(Data entries)
------------------------------------

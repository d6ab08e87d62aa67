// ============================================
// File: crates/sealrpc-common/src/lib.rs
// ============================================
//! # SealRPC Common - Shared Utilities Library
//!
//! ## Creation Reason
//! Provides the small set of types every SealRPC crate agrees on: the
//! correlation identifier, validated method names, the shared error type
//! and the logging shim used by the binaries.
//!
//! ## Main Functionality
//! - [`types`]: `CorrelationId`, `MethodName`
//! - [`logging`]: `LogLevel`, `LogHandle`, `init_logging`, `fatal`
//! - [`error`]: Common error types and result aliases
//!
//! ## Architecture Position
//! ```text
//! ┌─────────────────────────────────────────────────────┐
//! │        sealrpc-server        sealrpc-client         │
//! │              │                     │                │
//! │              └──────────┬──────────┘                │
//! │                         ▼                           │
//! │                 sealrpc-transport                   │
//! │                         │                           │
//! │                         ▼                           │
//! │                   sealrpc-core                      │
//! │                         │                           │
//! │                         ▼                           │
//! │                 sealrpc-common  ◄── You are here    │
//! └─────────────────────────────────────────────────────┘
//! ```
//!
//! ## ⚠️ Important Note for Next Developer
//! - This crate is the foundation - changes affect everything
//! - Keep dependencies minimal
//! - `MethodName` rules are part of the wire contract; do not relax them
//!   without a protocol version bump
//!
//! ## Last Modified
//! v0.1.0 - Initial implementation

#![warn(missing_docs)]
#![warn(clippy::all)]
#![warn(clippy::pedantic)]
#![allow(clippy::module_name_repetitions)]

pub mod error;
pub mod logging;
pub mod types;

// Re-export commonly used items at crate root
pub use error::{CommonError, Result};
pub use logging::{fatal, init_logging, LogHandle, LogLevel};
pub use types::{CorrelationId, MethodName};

------------------------------------

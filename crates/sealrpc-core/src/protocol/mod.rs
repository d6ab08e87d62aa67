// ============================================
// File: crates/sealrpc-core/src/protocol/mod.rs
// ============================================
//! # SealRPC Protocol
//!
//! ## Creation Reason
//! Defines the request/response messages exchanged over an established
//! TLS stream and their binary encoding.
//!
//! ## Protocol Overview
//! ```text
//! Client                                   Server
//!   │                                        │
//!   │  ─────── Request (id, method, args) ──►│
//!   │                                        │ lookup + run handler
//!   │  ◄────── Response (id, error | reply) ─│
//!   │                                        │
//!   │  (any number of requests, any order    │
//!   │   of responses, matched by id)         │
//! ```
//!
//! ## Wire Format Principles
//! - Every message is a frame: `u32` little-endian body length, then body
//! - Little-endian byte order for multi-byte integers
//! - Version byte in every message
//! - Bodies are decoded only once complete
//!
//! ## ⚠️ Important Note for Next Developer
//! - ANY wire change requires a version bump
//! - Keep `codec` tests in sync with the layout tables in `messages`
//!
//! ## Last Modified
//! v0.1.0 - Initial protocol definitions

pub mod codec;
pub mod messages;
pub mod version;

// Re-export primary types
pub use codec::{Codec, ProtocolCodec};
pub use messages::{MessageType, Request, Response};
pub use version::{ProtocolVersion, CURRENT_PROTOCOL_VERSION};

------------------------------------

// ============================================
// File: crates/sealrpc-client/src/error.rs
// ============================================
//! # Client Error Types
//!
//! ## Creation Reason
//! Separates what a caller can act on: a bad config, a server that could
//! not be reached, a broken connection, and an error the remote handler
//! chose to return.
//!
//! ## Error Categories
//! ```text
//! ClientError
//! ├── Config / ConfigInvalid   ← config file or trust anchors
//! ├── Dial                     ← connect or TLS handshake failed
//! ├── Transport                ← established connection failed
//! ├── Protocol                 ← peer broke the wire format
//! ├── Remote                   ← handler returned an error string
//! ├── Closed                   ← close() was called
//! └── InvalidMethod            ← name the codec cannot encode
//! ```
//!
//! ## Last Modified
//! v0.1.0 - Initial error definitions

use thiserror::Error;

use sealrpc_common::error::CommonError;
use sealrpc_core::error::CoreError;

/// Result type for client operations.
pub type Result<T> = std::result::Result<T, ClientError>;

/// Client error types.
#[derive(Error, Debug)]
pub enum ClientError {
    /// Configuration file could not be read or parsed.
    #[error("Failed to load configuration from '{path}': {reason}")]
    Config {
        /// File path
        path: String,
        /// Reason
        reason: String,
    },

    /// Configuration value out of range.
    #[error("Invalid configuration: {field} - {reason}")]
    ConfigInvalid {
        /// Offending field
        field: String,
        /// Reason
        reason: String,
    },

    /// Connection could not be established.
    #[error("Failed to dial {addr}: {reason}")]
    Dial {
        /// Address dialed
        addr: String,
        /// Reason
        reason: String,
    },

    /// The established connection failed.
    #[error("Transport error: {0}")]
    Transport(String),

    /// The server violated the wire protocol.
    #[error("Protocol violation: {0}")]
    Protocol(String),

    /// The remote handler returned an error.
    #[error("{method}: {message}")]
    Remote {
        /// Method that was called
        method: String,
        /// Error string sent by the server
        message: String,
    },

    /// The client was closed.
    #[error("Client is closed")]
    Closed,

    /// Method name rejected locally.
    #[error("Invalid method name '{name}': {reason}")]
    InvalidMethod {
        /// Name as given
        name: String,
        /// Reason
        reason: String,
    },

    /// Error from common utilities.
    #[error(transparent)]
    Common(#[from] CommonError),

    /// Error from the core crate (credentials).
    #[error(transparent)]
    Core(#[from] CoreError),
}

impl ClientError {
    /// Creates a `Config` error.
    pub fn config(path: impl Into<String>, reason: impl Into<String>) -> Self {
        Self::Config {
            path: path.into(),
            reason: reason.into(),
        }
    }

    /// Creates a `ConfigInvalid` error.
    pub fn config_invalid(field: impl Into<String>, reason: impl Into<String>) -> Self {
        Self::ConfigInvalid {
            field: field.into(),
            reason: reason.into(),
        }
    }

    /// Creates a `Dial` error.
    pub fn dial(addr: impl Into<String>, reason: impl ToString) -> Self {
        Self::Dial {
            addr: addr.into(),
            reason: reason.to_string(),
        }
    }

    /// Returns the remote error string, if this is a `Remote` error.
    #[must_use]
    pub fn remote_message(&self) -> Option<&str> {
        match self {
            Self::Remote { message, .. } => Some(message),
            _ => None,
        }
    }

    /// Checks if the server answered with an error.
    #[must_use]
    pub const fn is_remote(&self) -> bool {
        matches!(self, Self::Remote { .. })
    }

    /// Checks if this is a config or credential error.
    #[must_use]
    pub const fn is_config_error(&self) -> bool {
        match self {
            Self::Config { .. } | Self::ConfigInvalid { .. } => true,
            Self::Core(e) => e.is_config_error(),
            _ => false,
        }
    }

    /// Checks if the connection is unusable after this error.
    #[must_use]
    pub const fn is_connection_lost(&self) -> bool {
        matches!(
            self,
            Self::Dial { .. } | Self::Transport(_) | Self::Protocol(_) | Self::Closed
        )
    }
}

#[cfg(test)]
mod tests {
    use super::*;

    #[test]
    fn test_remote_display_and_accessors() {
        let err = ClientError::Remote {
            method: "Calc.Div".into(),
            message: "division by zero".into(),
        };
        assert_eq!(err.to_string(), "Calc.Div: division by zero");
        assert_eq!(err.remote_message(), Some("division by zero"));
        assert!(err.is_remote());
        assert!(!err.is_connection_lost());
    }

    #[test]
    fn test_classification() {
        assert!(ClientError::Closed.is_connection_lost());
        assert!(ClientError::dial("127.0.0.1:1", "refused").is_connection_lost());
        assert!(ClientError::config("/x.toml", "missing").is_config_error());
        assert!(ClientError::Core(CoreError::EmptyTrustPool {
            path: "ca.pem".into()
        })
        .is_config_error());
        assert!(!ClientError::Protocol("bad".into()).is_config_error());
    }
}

------------------------------------

-- WHAT THIS TASK INVOLVES --
Gather up every line in the data above that contains the word "established", copying each one.

-- PROBLEM SOLUTION --
//! Defines the request/response messages exchanged over an established
//! ├── Transport                ← established connection failed
    /// Connection could not be established.
    /// The established connection failed.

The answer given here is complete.